A mortgage is a type of loan, enabling you to buy a property, against which the loan is secured. It’s important to know, if you don’t keep up with your repayments, you could lose your home.

A mortgage term could be as long as 40 years, depending on your age and borrowing needs, with both fixed and variable interest rate options available. It’s likely you’ll need to pay a deposit in addition to anything you borrow.

On repayment mortgages, you’ll pay more towards interest at the start, and less as you reduce the balance owed over the mortgage term.

On interest-only mortgages your monthly payments could be lower, but you’re not reducing your balance during the mortgage term, and you’ll need to repay the full amount at the end.

Personal Loans

A personal loan could offer you a fixed borrowing amount, over a term to suit your budget - typically 1-7 years. If approved, the money will be deposited into your selected UK current account, ready to use.

Interest can either be fixed or variable.
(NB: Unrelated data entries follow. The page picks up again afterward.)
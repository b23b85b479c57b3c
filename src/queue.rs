//! The delay queue driving the wheel hierarchy.
//!
//! Buckets from every level of the hierarchy are submitted here, keyed by
//! their expiration. A single worker thread, the *driver*, sleeps until the
//! earliest bucket is due, then hands it to the handler installed by the
//! innermost wheel. Producers wake the worker early whenever they insert a
//! sooner expiration or empty out the bucket the worker is sleeping on.
//!
//! The worker only exists while there is work: the first `add` against an
//! idle queue spawns it, and it exits once the heap is drained and no wake-up
//! arrived while it was draining.

use crate::bucket::Bucket;
use crate::clock::Clock;

use crossbeam_utils::sync::{Parker, Unparker};
use log::trace;

use std::sync::atomic::AtomicUsize;
use std::sync::atomic::Ordering::SeqCst;
use std::sync::{Arc, Mutex};
use std::thread;
use std::time::Duration;

/// No worker is running; the next `add` must start one.
const SLEEPING: usize = 0;

/// A worker is draining the queue.
const WORKING: usize = 1;

/// Handler invoked with each bucket whose expiration has passed.
pub(crate) type ExpireHandler = Box<dyn Fn(Arc<Bucket>) + Send + Sync + 'static>;

pub(crate) struct DelayQueue {
    /// Worker state; transitions are made with compare-and-swap so at most
    /// one worker is ever active.
    state: AtomicUsize,

    /// Number of wake-ups requested while a worker was already active.
    pending: AtomicUsize,

    heap: Mutex<PriorityQueue>,

    clock: Clock,

    handler: ExpireHandler,

    /// Parker for the active worker. Only the single worker locks this; the
    /// mutex exists because successive worker episodes may run on different
    /// threads.
    parker: Mutex<Parker>,

    unparker: Unparker,
}

impl DelayQueue {
    pub(crate) fn new(capacity: usize, clock: Clock, handler: ExpireHandler) -> Arc<DelayQueue> {
        let parker = Parker::new();
        let unparker = parker.unparker().clone();

        Arc::new(DelayQueue {
            state: AtomicUsize::new(SLEEPING),
            pending: AtomicUsize::new(0),
            heap: Mutex::new(PriorityQueue::with_capacity(capacity)),
            clock,
            handler,
            parker: Mutex::new(parker),
            unparker,
        })
    }

    /// Submits `bucket` at the given expiration.
    ///
    /// Starts a worker if none is running; otherwise interrupts the current
    /// sleep so the worker re-evaluates the head, which may now be sooner.
    pub(crate) fn add(self: &Arc<Self>, bucket: Arc<Bucket>, expiration: i64) {
        self.heap.lock().unwrap().push(bucket, expiration);

        if self
            .state
            .compare_exchange(SLEEPING, WORKING, SeqCst, SeqCst)
            .is_ok()
        {
            let queue = self.clone();
            thread::Builder::new()
                .name("timewheel-driver".into())
                .spawn(move || queue.work())
                .expect("failed to spawn timewheel driver");
        } else {
            self.pending.fetch_add(1, SeqCst);
            self.unparker.unpark();
        }
    }

    /// Cancels any in-flight sleep without adding work.
    ///
    /// Called when a bucket's contents changed under the worker (e.g. its
    /// last timer was stopped) so the driver does not keep sleeping on a dead
    /// head.
    pub(crate) fn refresh(&self) {
        self.unparker.unpark();
    }

    fn work(self: Arc<Self>) {
        trace!("driver started");

        loop {
            self.process();

            self.state.store(SLEEPING, SeqCst);
            if self.pending.load(SeqCst) == 0 {
                break;
            }
            // An add raced in while draining. Take the worker role back; if
            // the CAS fails the add already spawned a replacement.
            if self
                .state
                .compare_exchange(SLEEPING, WORKING, SeqCst, SeqCst)
                .is_err()
            {
                break;
            }
        }

        trace!("driver exited");
    }

    /// Drains every due bucket, sleeping toward the head expiration in
    /// between. Returns once the heap is empty.
    fn process(&self) {
        self.pending.store(0, SeqCst);

        let parker = self.parker.lock().unwrap();

        loop {
            let now = self.clock.now();

            let head = self.heap.lock().unwrap().peek_and_shift(now);

            let (bucket, delta) = match head {
                Some(head) => head,
                None => return,
            };

            if delta > 0 {
                // Head is in the future. The sleep is cut short by `add` and
                // `refresh`, after which the head is re-evaluated.
                parker.park_timeout(Duration::from_millis(delta as u64));
                continue;
            }

            if bucket.len() == 0 {
                // Stale entry: the bucket emptied (or was flushed through a
                // re-submission) after this entry was pushed.
                continue;
            }

            (self.handler)(bucket);
        }
    }
}

/// Min-heap of `(bucket, expiration)` pairs backing the delay queue.
///
/// The backing storage grows by doubling (`Vec` push) and is halved once
/// occupancy falls below a quarter of capacity, down to a small floor, so a
/// long-running process does not hold on to a burst's worth of memory
/// forever.
pub(crate) struct PriorityQueue {
    items: Vec<Item>,
}

struct Item {
    bucket: Arc<Bucket>,
    priority: i64,
}

/// Capacity below which the heap no longer shrinks.
const SHRINK_FLOOR: usize = 25;

impl PriorityQueue {
    fn with_capacity(capacity: usize) -> PriorityQueue {
        PriorityQueue {
            items: Vec::with_capacity(capacity),
        }
    }

    fn push(&mut self, bucket: Arc<Bucket>, priority: i64) {
        self.items.push(Item { bucket, priority });
        self.sift_up(self.items.len() - 1);
    }

    fn pop(&mut self) -> Option<Item> {
        if self.items.is_empty() {
            return None;
        }

        let last = self.items.len() - 1;
        self.items.swap(0, last);
        let item = self.items.pop();
        self.sift_down(0);
        self.maybe_shrink();

        item
    }

    /// Peeks the head and pops it if due.
    ///
    /// Returns the head bucket paired with `0` if its priority is at or
    /// before `now` (the entry is removed), or with the remaining delay if it
    /// is still in the future (the entry stays put). `None` if the heap is
    /// empty.
    fn peek_and_shift(&mut self, now: i64) -> Option<(Arc<Bucket>, i64)> {
        let head = self.items.first()?;

        if head.priority > now {
            return Some((head.bucket.clone(), head.priority - now));
        }

        let item = self.pop().expect("non-empty heap must pop");
        Some((item.bucket, 0))
    }

    fn maybe_shrink(&mut self) {
        let capacity = self.items.capacity();
        if capacity > SHRINK_FLOOR && self.items.len() < capacity / 4 {
            self.items.shrink_to(capacity / 2);
        }
    }

    fn sift_up(&mut self, mut idx: usize) {
        while idx > 0 {
            let parent = (idx - 1) / 2;
            if self.items[idx].priority >= self.items[parent].priority {
                break;
            }
            self.items.swap(idx, parent);
            idx = parent;
        }
    }

    fn sift_down(&mut self, mut idx: usize) {
        loop {
            let left = idx * 2 + 1;
            if left >= self.items.len() {
                break;
            }

            let right = left + 1;
            let child = if right < self.items.len()
                && self.items[right].priority < self.items[left].priority
            {
                right
            } else {
                left
            };

            if self.items[idx].priority <= self.items[child].priority {
                break;
            }

            self.items.swap(idx, child);
            idx = child;
        }
    }
}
At the end of your loan term, so long as you’ve made all of the necessary payments, your balance will be repaid in full, which could be helpful if you’re focussed on limiting new borrowing, and clearing old debts.

Store Cards and Credit

Some retail brands offer credit, enabling you to make purchases now and spread the costs over a period of time. Essentially, this works in the same way as a credit card or loan, limited to purchases made with one individual brand or store. Some may also offer tailored benefits and loyalty rewards.
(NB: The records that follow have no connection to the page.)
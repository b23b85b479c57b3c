//! Implementation of an atomic i64 cell. On targets with 64 bit atomics, this
//! is a wrapper around `AtomicI64`. On targets without them, this is
//! implemented using a `Mutex`.

pub(crate) use self::imp::AtomicI64;

#[cfg(target_has_atomic = "64")]
mod imp {
    use std::sync::atomic::Ordering;

    #[derive(Debug)]
    pub(crate) struct AtomicI64 {
        inner: std::sync::atomic::AtomicI64,
    }

    impl AtomicI64 {
        pub(crate) fn new(val: i64) -> AtomicI64 {
            AtomicI64 {
                inner: std::sync::atomic::AtomicI64::new(val),
            }
        }

        pub(crate) fn load(&self, ordering: Ordering) -> i64 {
            self.inner.load(ordering)
        }

        pub(crate) fn store(&self, val: i64, ordering: Ordering) {
            self.inner.store(val, ordering)
        }

        pub(crate) fn swap(&self, val: i64, ordering: Ordering) -> i64 {
            self.inner.swap(val, ordering)
        }
    }
}

#[cfg(not(target_has_atomic = "64"))]
mod imp {
    use std::sync::atomic::Ordering;
    use std::sync::Mutex;

    #[derive(Debug)]
    pub(crate) struct AtomicI64 {
        inner: Mutex<i64>,
    }

    impl AtomicI64 {
        pub(crate) fn new(val: i64) -> AtomicI64 {
            AtomicI64 {
                inner: Mutex::new(val),
            }
        }

        pub(crate) fn load(&self, _: Ordering) -> i64 {
            *self.inner.lock().unwrap()
        }

        pub(crate) fn store(&self, val: i64, _: Ordering) {
            *self.inner.lock().unwrap() = val;
        }

        pub(crate) fn swap(&self, val: i64, _: Ordering) -> i64 {
            let mut lock = self.inner.lock().unwrap();
            let prev = *lock;
            *lock = val;
            prev
        }
    }
}
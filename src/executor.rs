//! Task execution.
//!
//! The wheel driver never runs user code itself; every task whose expiration
//! has passed is handed to the configured [`Executor`]. The default,
//! [`InlineExecutor`], runs tasks on the calling thread, which is fine for
//! cheap tasks; production configurations typically hand jobs off to a
//! thread pool so a slow task cannot delay subsequent firings.
//!
//! [`Executor`]: trait.Executor.html
//! [`InlineExecutor`]: struct.InlineExecutor.html

use log::error;

use std::any::Any;
use std::panic::{self, AssertUnwindSafe};

/// A unit of work dispatched to an [`Executor`].
///
/// [`Executor`]: trait.Executor.html
pub type Job = Box<dyn FnOnce() + Send + 'static>;

/// Executes jobs handed off by the wheel driver.
///
/// Implementations must isolate failures: a panicking job must not take down
/// the driver thread or the pool running it.
///
/// Any `Fn(Job) + Send + Sync` closure is an executor, so handing jobs to an
/// existing pool is a one-liner:
///
/// ```
/// use timewheel::{Job, Wheel};
///
/// let wheel = Wheel::builder()
///     .executor(|job: Job| {
///         std::thread::spawn(job);
///     })
///     .build();
/// # drop(wheel);
/// ```
pub trait Executor: Send + Sync + 'static {
    /// Execute the job.
    fn execute(&self, job: Job);
}

impl<F> Executor for F
where
    F: Fn(Job) + Send + Sync + 'static,
{
    fn execute(&self, job: Job) {
        (self)(job)
    }
}

/// The default executor: runs each job inline on the calling thread.
///
/// Panics are caught and logged so that one bad task cannot poison the driver.
#[derive(Debug, Default)]
pub struct InlineExecutor(());

impl InlineExecutor {
    /// Create a new inline executor.
    pub fn new() -> InlineExecutor {
        InlineExecutor(())
    }
}

impl Executor for InlineExecutor {
    fn execute(&self, job: Job) {
        if let Err(err) = panic::catch_unwind(AssertUnwindSafe(job)) {
            error!("task panicked: {}", panic_message(&err));
        }
    }
}

fn panic_message(err: &(dyn Any + Send)) -> &str {
    if let Some(msg) = err.downcast_ref::<&'static str>() {
        msg
    } else if let Some(msg) = err.downcast_ref::<String>() {
        msg
    } else {
        "non-string panic payload"
    }
}

#[cfg(test)]
mod test {
    use super::*;

    use std::sync::atomic::AtomicUsize;
    use std::sync::atomic::Ordering::SeqCst;
    use std::sync::Arc;

    #[test]
    fn inline_runs_on_caller() {
        let count = Arc::new(AtomicUsize::new(0));
        let executor = InlineExecutor::new();

        let job = count.clone();
        executor.execute(Box::new(move || {
            job.fetch_add(1, SeqCst);
        }));

        assert_eq!(count.load(SeqCst), 1);
    }

    #[test]
    fn inline_swallows_panics() {
        let executor = InlineExecutor::new();
        executor.execute(Box::new(|| panic!("boom")));

        // The executor survives and keeps running jobs.
        let ran = Arc::new(AtomicUsize::new(0));
        let job = ran.clone();
        executor.execute(Box::new(move || {
            job.fetch_add(1, SeqCst);
        }));
        assert_eq!(ran.load(SeqCst), 1);
    }
}
mod support;
use support::*;

use rand::Rng;
use timewheel::Wheel;

use std::sync::atomic::{AtomicBool, AtomicUsize};
use std::sync::atomic::Ordering::SeqCst;
use std::sync::{Arc, Barrier};
use std::thread;
use std::time::Instant;

#[test]
fn hammer_complete() {
    const THREADS: usize = 4;
    const PER_THREAD: usize = 500;
    const MIN_DELAY: u64 = 1;
    const MAX_DELAY: u64 = 500;

    init_log();

    let wheel = Wheel::new();
    let fired = Arc::new(AtomicUsize::new(0));
    let barrier = Arc::new(Barrier::new(THREADS));

    let mut producers = Vec::new();
    for _ in 0..THREADS {
        let wheel = wheel.clone();
        let fired = fired.clone();
        let barrier = barrier.clone();

        producers.push(thread::spawn(move || {
            let mut rng = rand::thread_rng();
            barrier.wait();

            for _ in 0..PER_THREAD {
                let delay = rng.gen_range(MIN_DELAY..MAX_DELAY);
                let count = fired.clone();
                wheel.after(ms(delay), move || {
                    count.fetch_add(1, SeqCst);
                });
            }
        }));
    }

    for producer in producers {
        producer.join().unwrap();
    }

    let expected = THREADS * PER_THREAD;
    let deadline = Instant::now() + ms(MAX_DELAY + 3_000);
    while fired.load(SeqCst) < expected && Instant::now() < deadline {
        thread::sleep(ms(10));
    }
    assert_eq!(fired.load(SeqCst), expected);
}

#[test]
fn hammer_cancel() {
    const THREADS: usize = 4;
    const PER_THREAD: usize = 500;
    const MIN_DELAY: u64 = 20;
    const MAX_DELAY: u64 = 300;

    init_log();

    let wheel = Wheel::new();
    let executed = Arc::new(AtomicUsize::new(0));
    let stopped = Arc::new(AtomicUsize::new(0));
    let barrier = Arc::new(Barrier::new(THREADS));

    let mut producers = Vec::new();
    for _ in 0..THREADS {
        let wheel = wheel.clone();
        let executed = executed.clone();
        let stopped = stopped.clone();
        let barrier = barrier.clone();

        producers.push(thread::spawn(move || {
            let mut rng = rand::thread_rng();
            barrier.wait();

            for i in 0..PER_THREAD {
                let delay = rng.gen_range(MIN_DELAY..MAX_DELAY);
                let count = executed.clone();
                let timer = wheel.after(ms(delay), move || {
                    count.fetch_add(1, SeqCst);
                });

                // Try to take every other timer back; the firing and the stop
                // race, and exactly one of them wins.
                if i % 2 == 0 && timer.stop() {
                    stopped.fetch_add(1, SeqCst);
                }
            }
        }));
    }

    for producer in producers {
        producer.join().unwrap();
    }

    let total = THREADS * PER_THREAD;
    let expected = total - stopped.load(SeqCst);

    let deadline = Instant::now() + ms(MAX_DELAY + 3_000);
    while executed.load(SeqCst) < expected && Instant::now() < deadline {
        thread::sleep(ms(10));
    }

    // Every timer either fired or was stopped, never both, never neither.
    assert_eq!(executed.load(SeqCst), expected);
}

#[test]
fn stop_races_with_demotion() {
    const ROUNDS: usize = 100;

    init_log();

    // A tiny wheel so timers get demoted across levels constantly.
    let wheel = Wheel::builder().tick(ms(1)).size(4).build();

    for _ in 0..ROUNDS {
        let delay = rand::thread_rng().gen_range(5..30u64);

        let executed = Arc::new(AtomicBool::new(false));
        let flag = executed.clone();
        let timer = wheel.after(ms(delay), move || {
            flag.store(true, SeqCst);
        });

        let stopper = {
            let timer = timer.clone();
            thread::spawn(move || {
                let pause = rand::thread_rng().gen_range(0..40u64);
                thread::sleep(ms(pause));
                timer.stop()
            })
        };

        let won = stopper.join().unwrap();

        // Give a claimed firing time to finish.
        thread::sleep(ms(60));

        if won {
            assert!(
                !executed.load(SeqCst),
                "stop returned true but the task executed"
            );
        } else {
            assert!(
                executed.load(SeqCst),
                "stop returned false but the task never executed"
            );
        }
    }
}
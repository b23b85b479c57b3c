mod support;
use support::*;

use timewheel::Wheel;

use std::sync::{mpsc, Arc, Mutex};

#[test]
fn same_tick_fires_in_insertion_order() {
    init_log();

    // A coarse tick so several timers share one bucket.
    let wheel = Wheel::builder().tick(ms(50)).size(8).build();

    let order: Arc<Mutex<Vec<usize>>> = Arc::new(Mutex::new(Vec::new()));
    let (tx, rx) = mpsc::channel();

    // One shared absolute expiration: all five land in the same slot turn.
    let expiration = now_ms() + 130;

    for i in 0..5 {
        let order = order.clone();
        let tx = tx.clone();
        wheel.schedule(expiration, move || {
            order.lock().unwrap().push(i);
            tx.send(()).unwrap();
        });
    }

    for _ in 0..5 {
        rx.recv_timeout(ms(2_000)).expect("bucket flushed");
    }

    assert_eq!(*order.lock().unwrap(), vec![0, 1, 2, 3, 4]);
}

#[test]
fn earlier_expirations_fire_first() {
    let wheel = Wheel::builder().tick(ms(10)).size(8).build();

    let (tx, rx) = mpsc::channel();

    let late = tx.clone();
    wheel.after(ms(120), move || {
        late.send("late").unwrap();
    });
    let early = tx;
    wheel.after(ms(40), move || {
        early.send("early").unwrap();
    });

    assert_eq!(rx.recv_timeout(ms(2_000)), Ok("early"));
    assert_eq!(rx.recv_timeout(ms(2_000)), Ok("late"));
}

#[test]
fn emptied_bucket_does_not_stall_the_driver() {
    // Stop the only timer of the earliest bucket, then make sure a later
    // timer still fires: the driver must skip the dead head instead of
    // sleeping on it.
    let wheel = Wheel::builder().tick(ms(10)).size(8).build();

    let first = wheel.after(ms(30), || {});

    let (tx, rx) = mpsc::channel();
    wheel.after(ms(60), move || {
        tx.send(()).unwrap();
    });

    assert!(first.stop());

    rx.recv_timeout(ms(2_000))
        .expect("driver stalled on an emptied bucket");
}

fn now_ms() -> i64 {
    use std::time::{SystemTime, UNIX_EPOCH};
    SystemTime::now()
        .duration_since(UNIX_EPOCH)
        .unwrap()
        .as_millis() as i64
}

#[test]
fn burst_then_quiet_then_burst() {
    // The driver winds down once the queue drains and restarts for new work.
    let wheel = Wheel::new();

    for round in 0..3 {
        let (tx, rx) = mpsc::channel();

        for _ in 0..10 {
            let tx = tx.clone();
            wheel.after(ms(20), move || {
                tx.send(round).unwrap();
            });
        }

        for _ in 0..10 {
            assert_eq!(rx.recv_timeout(ms(2_000)), Ok(round));
        }

        std::thread::sleep(ms(100));
    }
}
use std::error;
use std::fmt;

/// Errors encountered while interacting with the wheel.
///
/// Scheduling itself is infallible; the only failure the crate surfaces is an
/// invalid cron expression handed to [`Wheel::cron`].
///
/// [`Wheel::cron`]: struct.Wheel.html#method.cron
#[derive(Debug)]
pub struct Error(Kind);

#[derive(Debug)]
enum Kind {
    Parse(cron::error::Error),
}

impl Error {
    /// Create an error representing an unparseable cron expression.
    pub(crate) fn parse(err: cron::error::Error) -> Error {
        Error(Kind::Parse(err))
    }

    /// Returns `true` if the error was caused by an unparseable cron
    /// expression.
    pub fn is_parse(&self) -> bool {
        match self.0 {
            Kind::Parse(_) => true,
        }
    }
}

impl fmt::Display for Error {
    fn fmt(&self, fmt: &mut fmt::Formatter<'_>) -> fmt::Result {
        match self.0 {
            Kind::Parse(ref err) => write!(fmt, "invalid cron expression: {}", err),
        }
    }
}

impl error::Error for Error {
    fn source(&self) -> Option<&(dyn error::Error + 'static)> {
        match self.0 {
            Kind::Parse(ref err) => Some(err),
        }
    }
}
Much like other credit products, interest, fees and other charges may apply, and you’ll need to make regular repayments.

These shouldn’t be confused with cards used solely to collect loyalty points, or retailer branded credit cards, which can be used for other transaction types, and elsewhere on the high street.

Car Finance

If you’re buying a car from a dealership, there are finance options you might like to explore:

With a Hire Purchase plan (HP), you’ll make fixed monthly payments over 1-5 years, and at the end of your agreement you’ll own the car outright, with no mileage limits to worry about.

Personal Contract Purchase (PCP) plans offer lower monthly payments over 1-4 years, with the option to return, exchange, or pay a lump-sum at the end of the agreement to own the car. Just be aware that mileage and return conditions may apply.
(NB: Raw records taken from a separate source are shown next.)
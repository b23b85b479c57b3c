//! String-keyed task registries.

use crate::error::Error;
use crate::task::{LoopTask, Task};
use crate::timer::Timer;
use crate::wheel::Level;

use std::collections::HashMap;
use std::fmt;
use std::sync::{Arc, Mutex};
use std::time::Duration;

/// A string-keyed task registry over a wheel.
///
/// Scheduling under a name that is already taken stops the previous task
/// before the replacement is registered, so at most one task is live per
/// name. Obtained from [`Wheel::named`]; clones share the registry.
///
/// ```
/// use timewheel::Wheel;
/// use std::time::Duration;
///
/// let wheel = Wheel::new();
/// let jobs = wheel.named("reconnect");
///
/// jobs.after("db", Duration::from_secs(5), || { /* first plan */ });
/// // Changed our mind: this replaces the previous "db" task.
/// jobs.after("db", Duration::from_secs(1), || { /* second plan */ });
///
/// jobs.stop("db");
/// ```
///
/// [`Wheel::named`]: struct.Wheel.html#method.named
#[derive(Clone)]
pub struct Named {
    level: Arc<Level>,
    timers: Arc<Mutex<HashMap<String, Timer>>>,
}

impl Named {
    pub(crate) fn new(level: Arc<Level>) -> Named {
        Named {
            level,
            timers: Arc::new(Mutex::new(HashMap::new())),
        }
    }

    /// Schedules `task` to run once after `delay`, replacing any previous
    /// task registered under `name`.
    pub fn after<T: Task>(&self, name: &str, delay: Duration, task: T) {
        let mut timers = self.timers.lock().unwrap();
        if let Some(old) = timers.remove(name) {
            old.stop();
        }
        timers.insert(name.to_string(), self.level.after(delay, task));
    }

    /// Schedules a self-rescheduling task under `name`, replacing any
    /// previous task registered under that name.
    pub fn repeat<T: LoopTask>(&self, name: &str, initial: Duration, task: T) {
        let mut timers = self.timers.lock().unwrap();
        if let Some(old) = timers.remove(name) {
            old.stop();
        }
        timers.insert(name.to_string(), self.level.repeat(initial, task));
    }

    /// Schedules `task` on a cron expression under `name`, replacing any
    /// previous task registered under that name.
    ///
    /// An invalid expression leaves the registry untouched.
    pub fn cron<T: Task>(&self, name: &str, expr: &str, task: T) -> Result<(), Error> {
        let mut timers = self.timers.lock().unwrap();
        let timer = self.level.cron(expr, task)?;
        if let Some(old) = timers.remove(name) {
            old.stop();
        }
        timers.insert(name.to_string(), timer);
        Ok(())
    }

    /// Stops and forgets the task registered under `name`, if any.
    pub fn stop(&self, name: &str) {
        let mut timers = self.timers.lock().unwrap();
        if let Some(timer) = timers.remove(name) {
            timer.stop();
        }
    }

    /// Stops every task in this registry.
    pub fn clear(&self) {
        let mut timers = self.timers.lock().unwrap();
        for (_, timer) in timers.drain() {
            timer.stop();
        }
    }

    /// Number of registered names.
    pub fn len(&self) -> usize {
        self.timers.lock().unwrap().len()
    }

    /// Returns `true` when no task is registered.
    pub fn is_empty(&self) -> bool {
        self.timers.lock().unwrap().is_empty()
    }
}

impl fmt::Debug for Named {
    fn fmt(&self, fmt: &mut fmt::Formatter<'_>) -> fmt::Result {
        fmt.debug_struct("Named")
            .field("len", &self.len())
            .finish()
    }
}
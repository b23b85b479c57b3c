//! A configurable source of time.
//!
//! This module provides an API to get the current time in such a way that the
//! source of time may be configured. This allows mocking out the source of
//! time in tests.
//!
//! All time in this crate is expressed as signed 64-bit milliseconds since the
//! Unix epoch. By default, [`Clock`] reads the system wall clock; a custom
//! source is installed by implementing the [`Now`] trait and passing an
//! instance to [`Clock::new_with_now`].
//!
//! [`Clock`]: struct.Clock.html
//! [`Now`]: trait.Now.html
//! [`Clock::new_with_now`]: struct.Clock.html#method.new_with_now

use std::fmt;
use std::sync::Arc;
use std::time::{Duration, SystemTime, UNIX_EPOCH};

/// Returns values representing the current time in milliseconds since the
/// Unix epoch.
///
/// This allows customizing the source of time which is especially useful for
/// testing.
pub trait Now: Send + Sync + 'static {
    /// Returns the current time in milliseconds since the Unix epoch.
    fn now(&self) -> i64;
}

/// A handle to a source of time.
///
/// `Clock` instances return the current time in milliseconds since the Unix
/// epoch. Cloning a `Clock` yields a handle to the same underlying source.
#[derive(Default, Clone)]
pub struct Clock {
    now: Option<Arc<dyn Now>>,
}

impl Clock {
    /// Return a new `Clock` backed by the system clock.
    pub fn new() -> Clock {
        Clock::system()
    }

    /// Return a new `Clock` backed by the system clock.
    pub fn system() -> Clock {
        Clock { now: None }
    }

    /// Return a new `Clock` using `now` as the source of time.
    pub fn new_with_now<T: Now>(now: T) -> Clock {
        Clock {
            now: Some(Arc::new(now)),
        }
    }

    /// Returns the current time in milliseconds since the Unix epoch.
    pub fn now(&self) -> i64 {
        match self.now {
            Some(ref now) => now.now(),
            None => system_now(),
        }
    }
}

impl fmt::Debug for Clock {
    fn fmt(&self, fmt: &mut fmt::Formatter<'_>) -> fmt::Result {
        fmt.debug_struct("Clock")
            .field("now", {
                if self.now.is_some() {
                    &"Some(Arc<Now>)"
                } else {
                    &"None"
                }
            })
            .finish()
    }
}

fn system_now() -> i64 {
    match SystemTime::now().duration_since(UNIX_EPOCH) {
        Ok(since) => since.as_millis() as i64,
        Err(err) => -(err.duration().as_millis() as i64),
    }
}

/// Truncates `x` down to a multiple of `m`.
///
/// Used to snap expirations onto wheel tick boundaries. A non-positive `m`
/// returns `x` unchanged.
pub fn truncate(x: i64, m: i64) -> i64 {
    if m <= 0 {
        return x;
    }
    x - x % m
}

/// Converts a `Duration` to whole milliseconds, saturating at `i64::MAX`.
pub(crate) fn ms(duration: Duration) -> i64 {
    let millis = duration.as_millis();
    if millis > i64::MAX as u128 {
        i64::MAX
    } else {
        millis as i64
    }
}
An overdraft is a form of borrowing attached to your current account, which can act as a short-term safety net, whether you need a little extra to cover unplanned expenses, or just to tide you over when you’ve run out of money.

Using an arranged overdraft carefully, i.e. limiting how much you use it, paying it off regularly and staying within your overdraft limit, can boost your credit score. Managing it poorly can do the opposite.

Some banks and building societies will allow you to use an unarranged overdraft, however your credit score could be negatively impacted if you do.

How to manage credit responsibly

The number one rule of responsible credit use is to always pay your bills on time! Late or missed payments have a big impact on your ability to secure new credit. But, there is more to being a better borrower than making timely monthly payments. Lenders consider the full financial health of an individual who is applying for a credit product, so you will want to make sure that your credit portfolio isn’t lacking in any key areas.

Here are some positive habits that you should focus on developing when managing credit:

  • Borrow only what you need! With all types of credit, make sure that you aren’t borrowing any more than what you truly need. Always consider the impact that swiping your plastic can have on your future finances.
  • Pay your credit card bills in full every month. Carrying a balance on credit cards can be tempting, especially since minimum payments are usually around 1-3% of your total balance.
  • Don’t ignore your service agreements. While your utility company, or landlord probably isn’t charging you interest, late or missed payments can be reflected on your credit report. Your account can even be sent to a collection agency (which is very bad for your credit) if you fail to pay for long enough. Always pay your bills on-time.
  • Build a budget. Developing and sticking to a realistic personal budget will help you to better understand what you can and cannot afford and can even help you to plan and save for large future purchases, like a house. See here for our budget planner
  • Use no more than 30% of your available credit limit. This is really important for credit cards and personal loans. You should aim to use no more than 30% (but try for less) of your available limit each month. Even if you pay your bill in full every single month, if a lender sees that you are using most or all of your available credit, they will assume that you need all of that credit.
  • Focus less on your credit score, and more on developing positive, lifelong habits. You are more than a number, and it is more important to be in good financial health than it is to have a perfect credit score. Work on reducing your spending and eliminating your debt.
  • Keep in touch with your creditors. Let them know immediately if you are experiencing problems keeping up with your payments. They can and they will help.